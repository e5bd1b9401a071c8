// std imports
use std::{hint::black_box, time::Duration};

// third-party imports
use criterion::{BenchmarkId, Criterion, Throughput, criterion_group};

// workspace imports
use plq::{PatternTemplate, Query, Templates};

// local imports
use super::ND;

criterion_group!(benches, bench);

const GROUP: &str = "parse";

const QUERIES: &[(&str, &str)] = &[
    ("single", r#"group ~ "^Sport""#),
    ("type", r#"type = live"#),
    (
        "chain",
        r#"group ~ "(?i)news" and not title ~ "replay" or type = vod and url ~ "\.m3u8$""#,
    ),
    (
        "nested",
        r#"not (group ~ "a" or (title ~ "b" and (name ~ "c" or not (caption ~ "d"))))"#,
    ),
];

fn bench(c: &mut Criterion) {
    let mut c = c.benchmark_group(GROUP);
    c.warm_up_time(Duration::from_secs(1));
    c.measurement_time(Duration::from_secs(3));

    for (name, query) in QUERIES {
        c.throughput(Throughput::Bytes(query.len() as u64));
        c.bench_with_input(BenchmarkId::new("query", name), query, |b, query| {
            b.iter(|| Query::parse(black_box(query)).unwrap());
        });
    }

    let templates = Templates::new(&[
        PatternTemplate::new("sports", r#"group ~ "(?i)sport""#),
        PatternTemplate::new("hd", r#"title ~ "HD$""#),
        PatternTemplate::new("hd_sports", "!sports! and !hd!"),
    ])
    .unwrap();

    let query = "!hd_sports! or type = series";
    c.throughput(Throughput::Bytes(query.len() as u64));
    c.bench_function(format!("templates{ND}hd_sports"), |b| {
        b.iter(|| plq::parse_with_templates(black_box(query), &templates).unwrap());
    });

    c.finish();
}
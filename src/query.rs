// std imports
use std::fmt;
use std::str::FromStr;

// third-party imports
use itertools::Itertools;
use pest::{
    Parser,
    error::{ErrorVariant, InputLocation},
    iterators::Pair,
};
use pest_derive::Parser;

// local imports
use crate::ast::{BoolOp, Expr, Pattern};
use crate::error::{ParseError, Result};
use crate::evaluation::RegexCache;
use crate::template::Templates;

// ---

#[derive(Parser)]
#[grammar = "query.pest"]
pub struct QueryParser;

// ---

/// Compiled filter expression.
///
/// Holds the expression tree together with the compiled regular expressions
/// it refers to. A query is immutable and can be shared between threads.
#[derive(Clone, Debug)]
pub struct Query {
    expr: Expr,
    regexes: RegexCache,
}

impl Query {
    /// Builds a query from an expression tree.
    ///
    /// Regular expressions are compiled on first use, an invalid one is
    /// reported as an evaluation warning and never matches.
    pub fn new(expr: Expr) -> Self {
        let regexes = RegexCache::for_expr(&expr);
        Self { expr, regexes }
    }

    pub fn parse(str: &str) -> Result<Self, ParseError> {
        parse(str)
    }

    pub fn expr(&self) -> &Expr {
        &self.expr
    }

    pub fn into_expr(self) -> Expr {
        self.expr
    }

    pub(crate) fn regexes(&self) -> &RegexCache {
        &self.regexes
    }

    pub fn and(self, rhs: Query) -> Query {
        self.combine(BoolOp::And, rhs)
    }

    pub fn or(self, rhs: Query) -> Query {
        self.combine(BoolOp::Or, rhs)
    }

    fn combine(self, op: BoolOp, rhs: Query) -> Query {
        Query {
            expr: Expr::binary(op, self.expr, rhs.expr),
            regexes: self.regexes.merge(rhs.regexes),
        }
    }
}

impl From<Expr> for Query {
    fn from(expr: Expr) -> Self {
        Self::new(expr)
    }
}

impl FromStr for Query {
    type Err = ParseError;

    fn from_str(s: &str) -> Result<Self, Self::Err> {
        parse(s)
    }
}

impl fmt::Display for Query {
    fn fmt(&self, f: &mut fmt::Formatter<'_>) -> fmt::Result {
        self.expr.fmt(f)
    }
}

impl PartialEq for Query {
    fn eq(&self, other: &Self) -> bool {
        self.expr == other.expr
    }
}

impl std::ops::BitAnd for Query {
    type Output = Query;

    fn bitand(self, rhs: Self) -> Self::Output {
        self.and(rhs)
    }
}

impl std::ops::BitOr for Query {
    type Output = Query;

    fn bitor(self, rhs: Self) -> Self::Output {
        self.or(rhs)
    }
}

impl std::ops::Not for Query {
    type Output = Query;

    fn not(self) -> Self::Output {
        Query {
            expr: Expr::not(self.expr),
            regexes: self.regexes,
        }
    }
}

// ---

/// Compiles a filter expression.
///
/// `and` and `or` share a single precedence level and chain to the right,
/// so `a and b or c` is `a and (b or c)`. A `not` applies to the comparison
/// or parenthesised group directly after it.
pub fn parse(str: &str) -> Result<Query, ParseError> {
    let mut pairs = QueryParser::parse(Rule::input, str).map_err(syntax_error)?;
    let mut regexes = RegexCache::default();
    let expr = new_stmt(pairs.next().unwrap(), &mut regexes)?;
    log::debug!("compiled query with {} distinct pattern(s): {}", regexes.len(), expr);
    Ok(Query { expr, regexes })
}

/// Expands template references and compiles the resulting filter expression.
///
/// Offsets of parse errors refer to `str`, an error inside of an expanded
/// template points at the reference.
pub fn parse_with_templates(str: &str, templates: &Templates) -> Result<Query> {
    let expansion = templates.expand_mapped(str)?;
    parse(expansion.text()).map_err(|err| err.map_offset(|offset| expansion.source_offset(offset)).into())
}

fn new_stmt(pair: Pair<Rule>, regexes: &mut RegexCache) -> Result<Expr, ParseError> {
    assert_eq!(pair.as_rule(), Rule::stmt);

    new_chain(pair, regexes)
}

fn new_expr(pair: Pair<Rule>, regexes: &mut RegexCache) -> Result<Expr, ParseError> {
    assert_eq!(pair.as_rule(), Rule::expr);

    new_chain(pair, regexes)
}

// Both `stmt` and `expr` consist of an operand followed by (operator, expr) pairs.
// The nested `expr` already swallows the rest of the chain, so the tree leans right.
fn new_chain(pair: Pair<Rule>, regexes: &mut RegexCache) -> Result<Expr, ParseError> {
    let mut inner = pair.into_inner();
    let mut lhs = new_operand(inner.next().unwrap(), regexes)?;
    while let Some(op) = inner.next() {
        let op = new_bool_op(op);
        let rhs = new_expr(inner.next().unwrap(), regexes)?;
        lhs = Expr::binary(op, lhs, rhs);
    }
    Ok(lhs)
}

fn new_operand(pair: Pair<Rule>, regexes: &mut RegexCache) -> Result<Expr, ParseError> {
    match pair.as_rule() {
        Rule::expr => new_expr(pair, regexes),
        Rule::not_expr => new_not_expr(pair, regexes),
        Rule::field_comparison => new_field_comparison(pair, regexes),
        Rule::type_comparison => new_type_comparison(pair),
        Rule::expr_group => new_expr_group(pair, regexes),
        _ => unreachable!(),
    }
}

fn new_not_expr(pair: Pair<Rule>, regexes: &mut RegexCache) -> Result<Expr, ParseError> {
    assert_eq!(pair.as_rule(), Rule::not_expr);

    let mut inner = pair.into_inner();
    assert_eq!(inner.next().unwrap().as_rule(), Rule::not);
    let arg = new_operand(inner.next().unwrap(), regexes)?;
    Ok(Expr::not(arg))
}

fn new_expr_group(pair: Pair<Rule>, regexes: &mut RegexCache) -> Result<Expr, ParseError> {
    assert_eq!(pair.as_rule(), Rule::expr_group);

    let inner = new_expr(pair.into_inner().next().unwrap(), regexes)?;
    Ok(Expr::group(inner))
}

fn new_field_comparison(pair: Pair<Rule>, regexes: &mut RegexCache) -> Result<Expr, ParseError> {
    assert_eq!(pair.as_rule(), Rule::field_comparison);

    let mut inner = pair.into_inner();
    let field = new_keyword(inner.next().unwrap())?;
    let regex = inner.next().unwrap();
    assert_eq!(regex.as_rule(), Rule::regex);

    let body = regex.into_inner().next().unwrap();
    let pattern = Pattern::unescape(body.as_str());
    regexes.compile(&pattern, body.as_span().start())?;

    Ok(Expr::field(field, pattern))
}

fn new_type_comparison(pair: Pair<Rule>) -> Result<Expr, ParseError> {
    assert_eq!(pair.as_rule(), Rule::type_comparison);

    let value = new_keyword(pair.into_inner().next().unwrap())?;
    Ok(Expr::item_type(value))
}

fn new_bool_op(pair: Pair<Rule>) -> BoolOp {
    match pair.as_rule() {
        Rule::and => BoolOp::And,
        Rule::or => BoolOp::Or,
        _ => unreachable!(),
    }
}

fn new_keyword<T: FromStr>(pair: Pair<Rule>) -> Result<T, ParseError> {
    pair.as_str().parse().map_err(|_| ParseError::Syntax {
        offset: pair.as_span().start(),
        expected: describe(pair.as_rule()).into(),
    })
}

// ---

fn syntax_error(err: pest::error::Error<Rule>) -> ParseError {
    let offset = match err.location {
        InputLocation::Pos(pos) => pos,
        InputLocation::Span((start, _)) => start,
    };
    match err.variant {
        ErrorVariant::ParsingError { positives, .. } if !positives.is_empty() => ParseError::Syntax {
            offset,
            expected: positives.iter().map(|rule| describe(*rule)).unique().join(" or "),
        },
        ErrorVariant::ParsingError { .. } => ParseError::Syntax {
            offset,
            expected: describe(Rule::stmt).into(),
        },
        ErrorVariant::CustomError { message } => ParseError::Aborted { offset, message },
    }
}

fn describe(rule: Rule) -> &'static str {
    match rule {
        Rule::EOI => "end of input",
        Rule::field => "field name",
        Rule::type_value => "type value",
        Rule::and | Rule::or => "boolean operator",
        Rule::not => "not",
        Rule::regex | Rule::regex_body => "quoted regular expression",
        Rule::field_comparison | Rule::type_comparison => "comparison",
        Rule::expr_group => "parenthesised expression",
        _ => "expression",
    }
}
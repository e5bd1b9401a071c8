// std imports
use std::borrow::Cow;
use std::fmt::{self, Write as _};
use std::io;
use std::sync::Arc;

// third-party imports
use config::ConfigError;
use itertools::Itertools;
use owo_colors::OwoColorize;
use thiserror::Error;

// local imports
use crate::model::Field;
use crate::xerr::{Highlight, HighlightQuoted, Suggestions};

// ---

/// Error is an error which may occur in the application.
#[derive(Error, Debug)]
pub enum Error {
    #[error(transparent)]
    Io(#[from] io::Error),
    #[error("failed to load configuration: {0}")]
    Config(#[from] ConfigError),
    #[error("failed to parse playlist item: {0}")]
    Json(#[from] json::Error),
    #[error("failed to parse query: {0}")]
    Parse(#[from] ParseError),
    #[error(transparent)]
    Template(#[from] TemplateError),
    #[error("file {filename} not found", filename=.filename.hlq())]
    FileNotFound { filename: String },
}

impl Error {
    pub fn log(&self, app: &impl AppInfoProvider) {
        self.log_to(&mut io::stderr(), app).ok();
    }

    pub fn log_to(&self, target: &mut impl io::Write, app: &impl AppInfoProvider) -> io::Result<()> {
        writeln!(target, "{} {:#}", "error:".bright_red().bold(), self)?;
        write!(target, "{}", self.tips(app))
    }

    pub fn tips<'a, A: AppInfoProvider>(&'a self, app: &'a A) -> Tips<'a, A> {
        Tips { err: self, app }
    }
}

/// Result is an alias for standard result with bound Error type.
pub type Result<T, E = Error> = std::result::Result<T, E>;

// ---

/// Supplies application specific details for error reporting.
pub trait AppInfoProvider {
    fn app_name(&self) -> Cow<'static, str> {
        env!("CARGO_PKG_NAME").into()
    }
}

/// Hints shown below an error message.
pub struct Tips<'a, A> {
    err: &'a Error,
    app: &'a A,
}

impl<A: AppInfoProvider> fmt::Display for Tips<'_, A> {
    fn fmt(&self, f: &mut fmt::Formatter<'_>) -> fmt::Result {
        let prefix = "  tip:".green().bold().to_string();
        match self.err {
            Error::Template(TemplateError::Unknown { suggestions, .. }) => {
                if let Some(text) = did_you_mean(suggestions) {
                    writeln!(f, "{} {}", prefix, text)?;
                }
            }
            Error::Parse(ParseError::Syntax { expected, .. }) if expected.contains("field name") => {
                writeln!(f, "{} known fields are {}", prefix, Field::names().map(|name| name.hl()).join(", "))?;
            }
            Error::FileNotFound { .. } => {
                writeln!(f, "{} run {} to see usage", prefix, format!("{} --help", self.app.app_name()).bold())?;
            }
            _ => {}
        }
        Ok(())
    }
}

fn did_you_mean(suggestions: &Suggestions) -> Option<String> {
    if suggestions.is_empty() {
        return None;
    }

    let mut text = String::from("did you mean ");
    for (i, candidate) in suggestions.iter().enumerate() {
        if i > 0 {
            text.push_str(" or ");
        }
        write!(text, "{}", candidate.hlq()).ok()?;
    }
    text.push('?');
    Some(text)
}

// ---

/// ParseError is an error which may occur when compiling a filter expression.
#[derive(Error, Debug, Clone, PartialEq)]
pub enum ParseError {
    #[error("expected {expected} at offset {offset}")]
    Syntax { offset: usize, expected: String },
    #[error("invalid regular expression {pattern} at offset {offset}: {source}", pattern=.pattern.hlq())]
    InvalidRegex {
        offset: usize,
        pattern: Arc<str>,
        source: regex::Error,
    },
    #[error("parser gave up at offset {offset}: {message}")]
    Aborted { offset: usize, message: String },
}

impl ParseError {
    /// Byte offset in the filter string where the problem was detected.
    pub fn offset(&self) -> usize {
        match self {
            Self::Syntax { offset, .. } | Self::InvalidRegex { offset, .. } | Self::Aborted { offset, .. } => *offset,
        }
    }

    /// Replaces the offset, e.g. to point into the text before template expansion.
    pub fn map_offset(mut self, f: impl FnOnce(usize) -> usize) -> Self {
        match &mut self {
            Self::Syntax { offset, .. } | Self::InvalidRegex { offset, .. } | Self::Aborted { offset, .. } => {
                *offset = f(*offset)
            }
        }
        self
    }
}

// ---

/// EvaluationError describes why a single comparison could not be evaluated.
///
/// It never stops evaluation, the comparison is considered not matching.
#[derive(Error, Debug, Clone, PartialEq)]
pub enum EvaluationError {
    #[error("field {field} is not available", field=.field.hlq())]
    FieldUnavailable { field: Field },
    #[error("item type is not available")]
    TypeUnavailable,
    #[error("invalid regular expression {pattern}: {source}", pattern=.pattern.hlq())]
    InvalidRegex { pattern: Arc<str>, source: regex::Error },
}

// ---

/// TemplateError is an error which may occur when expanding template references.
#[derive(Error, Debug, Clone, PartialEq)]
pub enum TemplateError {
    #[error("unknown template {name}", name=.name.hlq())]
    Unknown { name: String, suggestions: Suggestions },
    #[error("template {name} is defined more than once", name=.name.hlq())]
    Duplicate { name: String },
    #[error("cyclic template reference {chain}", chain=.chain.join(" -> "))]
    Cycle { chain: Vec<String> },
    #[error("unterminated template reference at offset {offset}")]
    Unterminated { offset: usize },
}

#[cfg(test)]
mod tests;
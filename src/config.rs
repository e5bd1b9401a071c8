// std imports
use std::path::{Path, PathBuf};

// third-party imports
use once_cell::sync::Lazy;

// local imports
use crate::error::Result;
use crate::settings::{Settings, Source, SourceFile};

// ---

pub const APP_NAME: &str = "plq";

static DEFAULT: Lazy<Settings> = Lazy::new(Settings::default);

/// Returns the built-in settings.
pub fn default() -> &'static Settings {
    &DEFAULT
}

/// Path of the user configuration file, if the platform has a configuration directory.
pub fn default_path() -> Option<PathBuf> {
    dirs::config_dir().map(|dir| dir.join(APP_NAME).join("config.yaml"))
}

/// Prepares loading of settings from the given files instead of the default one.
///
/// Without any files the default user configuration file is loaded if it exists.
pub fn at<I, P>(paths: I) -> Loader
where
    I: IntoIterator<Item = P>,
    P: AsRef<Path>,
{
    Loader::new(paths.into_iter().map(|path| path.as_ref().to_path_buf()).collect())
}

// ---

pub struct Loader {
    paths: Vec<PathBuf>,
    no_default: bool,
}

impl Loader {
    fn new(paths: Vec<PathBuf>) -> Self {
        Self {
            paths,
            no_default: false,
        }
    }

    /// Skips the user configuration file even if no explicit files are given.
    pub fn no_default(self, no_default: bool) -> Self {
        Self { no_default, ..self }
    }

    pub fn load(self) -> Result<Settings> {
        if self.no_default && self.paths.is_empty() {
            return Ok(default().clone());
        }

        if !self.paths.is_empty() {
            return Settings::load(self.paths.into_iter().map(|path| Source::from(SourceFile::new(path))));
        }

        Settings::load(default_path().map(|path| Source::from(SourceFile::new(path).required(false))))
    }
}
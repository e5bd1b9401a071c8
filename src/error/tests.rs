use super::*;
use assert_matches::assert_matches;

struct TestAppInfo;
impl AppInfoProvider for TestAppInfo {}

struct CustomAppInfo;

impl AppInfoProvider for CustomAppInfo {
    fn app_name(&self) -> Cow<'static, str> {
        "test".into()
    }
}

#[test]
fn test_log() {
    let err = Error::Io(std::io::Error::other("test"));
    let mut buf = Vec::new();
    err.log_to(&mut buf, &TestAppInfo).unwrap();
    assert_eq!(
        String::from_utf8(buf).unwrap(),
        "\u{1b}[1m\u{1b}[91merror:\u{1b}[39m\u{1b}[0m test\n"
    );
}

#[test]
fn test_tips() {
    let err = Error::Template(TemplateError::Unknown {
        name: "test".to_string(),
        suggestions: Suggestions::new("test", vec!["test1", "test2"]),
    });
    assert_eq!(
        err.tips(&TestAppInfo).to_string(),
        "\u{1b}[1m\u{1b}[32m  tip:\u{1b}[39m\u{1b}[0m did you mean \u{1b}[33m\"test1\"\u{1b}[0m or \u{1b}[33m\"test2\"\u{1b}[0m?\n",
    );

    let mut buf = Vec::new();
    err.log_to(&mut buf, &TestAppInfo).unwrap();
    assert!(!buf.is_empty());

    let err = Error::Template(TemplateError::Unknown {
        name: "test".to_string(),
        suggestions: Suggestions::none(),
    });
    assert_eq!(err.tips(&TestAppInfo).to_string(), "");

    let err = Error::FileNotFound {
        filename: "missing.json".to_string(),
    };
    assert_eq!(
        err.tips(&CustomAppInfo).to_string(),
        "\u{1b}[1m\u{1b}[32m  tip:\u{1b}[39m\u{1b}[0m run \u{1b}[1mtest --help\u{1b}[0m to see usage\n",
    );
}

#[test]
fn test_field_tips() {
    let err = Error::Parse(ParseError::Syntax {
        offset: 0,
        expected: "field name or comparison".into(),
    });
    let tips = err.tips(&TestAppInfo).to_string();
    for name in Field::names() {
        assert!(tips.contains(&format!("\u{1b}[33m{}\u{1b}[0m", name)), "{tips}");
    }

    let err = Error::Parse(ParseError::Syntax {
        offset: 3,
        expected: "end of input".into(),
    });
    assert_eq!(err.tips(&TestAppInfo).to_string(), "");
}

#[test]
fn test_file_not_found() {
    let err = Error::FileNotFound {
        filename: "missing.json".to_string(),
    };
    assert_eq!(err.to_string(), "file \u{1b}[33m\"missing.json\"\u{1b}[0m not found");
}

#[test]
fn test_parse_error() {
    let err = ParseError::Syntax {
        offset: 6,
        expected: "quoted regular expression".into(),
    };
    assert_eq!(err.offset(), 6);
    assert_eq!(err.to_string(), "expected quoted regular expression at offset 6");

    let err = crate::query::parse(r#"title ~ "(""#).unwrap_err();
    assert_eq!(err.offset(), 9);
    assert!(err.to_string().starts_with("invalid regular expression \u{1b}[33m\"(\"\u{1b}[0m at offset 9: "));

    let err: Error = err.into();
    assert_matches!(err, Error::Parse(ParseError::InvalidRegex { .. }));
    assert!(err.to_string().starts_with("failed to parse query: invalid regular expression"));

    let err = ParseError::Aborted {
        offset: 4100,
        message: "stack limit reached".into(),
    };
    assert_eq!(err.offset(), 4100);
    assert_eq!(err.to_string(), "parser gave up at offset 4100: stack limit reached");
    assert_eq!(err.map_offset(|x| x - 100).offset(), 4000);
}

#[test]
fn test_evaluation_error() {
    let err = EvaluationError::FieldUnavailable { field: Field::Caption };
    assert_eq!(err.to_string(), "field \u{1b}[33m\"caption\"\u{1b}[0m is not available");

    assert_eq!(EvaluationError::TypeUnavailable.to_string(), "item type is not available");
}

#[test]
fn test_template_error() {
    let err = TemplateError::Cycle {
        chain: vec!["a".into(), "b".into(), "a".into()],
    };
    assert_eq!(err.to_string(), "cyclic template reference a -> b -> a");

    let err = TemplateError::Unterminated { offset: 4 };
    assert_eq!(err.to_string(), "unterminated template reference at offset 4");

    let err: Error = TemplateError::Duplicate { name: "x".into() }.into();
    assert_eq!(err.to_string(), "template \u{1b}[33m\"x\"\u{1b}[0m is defined more than once");
}
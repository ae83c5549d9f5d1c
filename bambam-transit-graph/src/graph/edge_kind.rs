use serde::{Deserialize, Serialize};
use std::fmt::Display;

/// relationship types of the transit graph.
#[derive(Debug, Clone, Copy, PartialEq, Eq, Hash, PartialOrd, Ord, Serialize, Deserialize)]
pub enum EdgeKind {
    /// line -> stop, the line serves the stop at some sequence index and run time
    #[serde(rename = "STOP_IN")]
    StopIn,
    /// stop -> stop, consecutive stops of a line with the travel duration between them
    #[serde(rename = "LINEA_ID")]
    LineaId,
}

impl EdgeKind {
    pub fn as_str(&self) -> &'static str {
        match self {
            EdgeKind::StopIn => "STOP_IN",
            EdgeKind::LineaId => "LINEA_ID",
        }
    }
}

impl Display for EdgeKind {
    fn fmt(&self, f: &mut std::fmt::Formatter<'_>) -> std::fmt::Result {
        write!(f, "{}", self.as_str())
    }
}
use super::{LineSchedule, ScheduleLeg, ScheduleRecord};
use indexmap::IndexMap;
use itertools::Itertools;
use rayon::prelude::*;

/// orders unordered schedule records into per-line stop sequences and
/// derives the legs between consecutive stops.
#[derive(Debug, Clone, Copy, Default)]
pub struct ScheduleNormalizer {
    /// sort line groups on the rayon thread pool. groups share no state, so
    /// the result is identical to the sequential ordering.
    pub parallelize: bool,
}

impl ScheduleNormalizer {
    pub fn new(parallelize: bool) -> ScheduleNormalizer {
        ScheduleNormalizer { parallelize }
    }

    /// groups records by line id, in order of first appearance, and sorts
    /// each group by sequence index.
    pub fn lines(&self, records: &[ScheduleRecord]) -> Vec<LineSchedule> {
        let mut groups: IndexMap<i64, LineSchedule> = IndexMap::new();
        for record in records.iter() {
            groups
                .entry(record.line_id)
                .or_insert_with(|| LineSchedule::new(record.line_id))
                .records
                .push(record.clone());
        }
        let mut lines = groups.into_values().collect_vec();
        if self.parallelize {
            lines.par_iter_mut().for_each(LineSchedule::sort_by_sequence);
        } else {
            lines.iter_mut().for_each(LineSchedule::sort_by_sequence);
        }
        lines
    }

    /// the legs of every line, grouped by line and ordered by sequence
    /// within each line. lines with fewer than two records produce no legs.
    pub fn legs(&self, records: &[ScheduleRecord]) -> Vec<ScheduleLeg> {
        let lines = self.lines(records);
        let legs = lines.iter().flat_map(LineSchedule::legs).collect_vec();
        log::debug!(
            "derived {} legs from {} schedule records on {} lines",
            legs.len(),
            records.len(),
            lines.len()
        );
        legs
    }
}
use crate::{geometry::GeometryError, schedule::ScheduleError};
use thiserror::Error;

#[derive(Error, Debug)]
pub enum InputError {
    #[error("feature {feature} is missing property '{property}'")]
    MissingProperty { feature: String, property: String },
    #[error("feature {feature} has invalid property '{property}': {message}")]
    InvalidProperty {
        feature: String,
        property: String,
        message: String,
    },
    #[error("feature {feature} has invalid geometry: {source}")]
    Geometry {
        feature: String,
        source: GeometryError,
    },
    #[error("invalid schedule record: {0}")]
    Schedule(#[from] ScheduleError),
    #[error("failure reading {0}: {1}")]
    ReadError(String, String),
    #[error("failure writing {0}: {1}")]
    WriteError(String, String),
}
mod app_error;
mod import_pipeline;
mod import_summary;
mod operation;
mod transit_graph_app;

pub use app_error::TransitGraphAppError;
pub use import_pipeline::{run_import, ImportPipeline};
pub use import_summary::ImportSummary;
pub use operation::TransitGraphOperation;
pub use transit_graph_app::TransitGraphApp;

———

Task to complete – Looking at the records above, count the lines where the word "expansion" appears. State only the number.

Output below – 3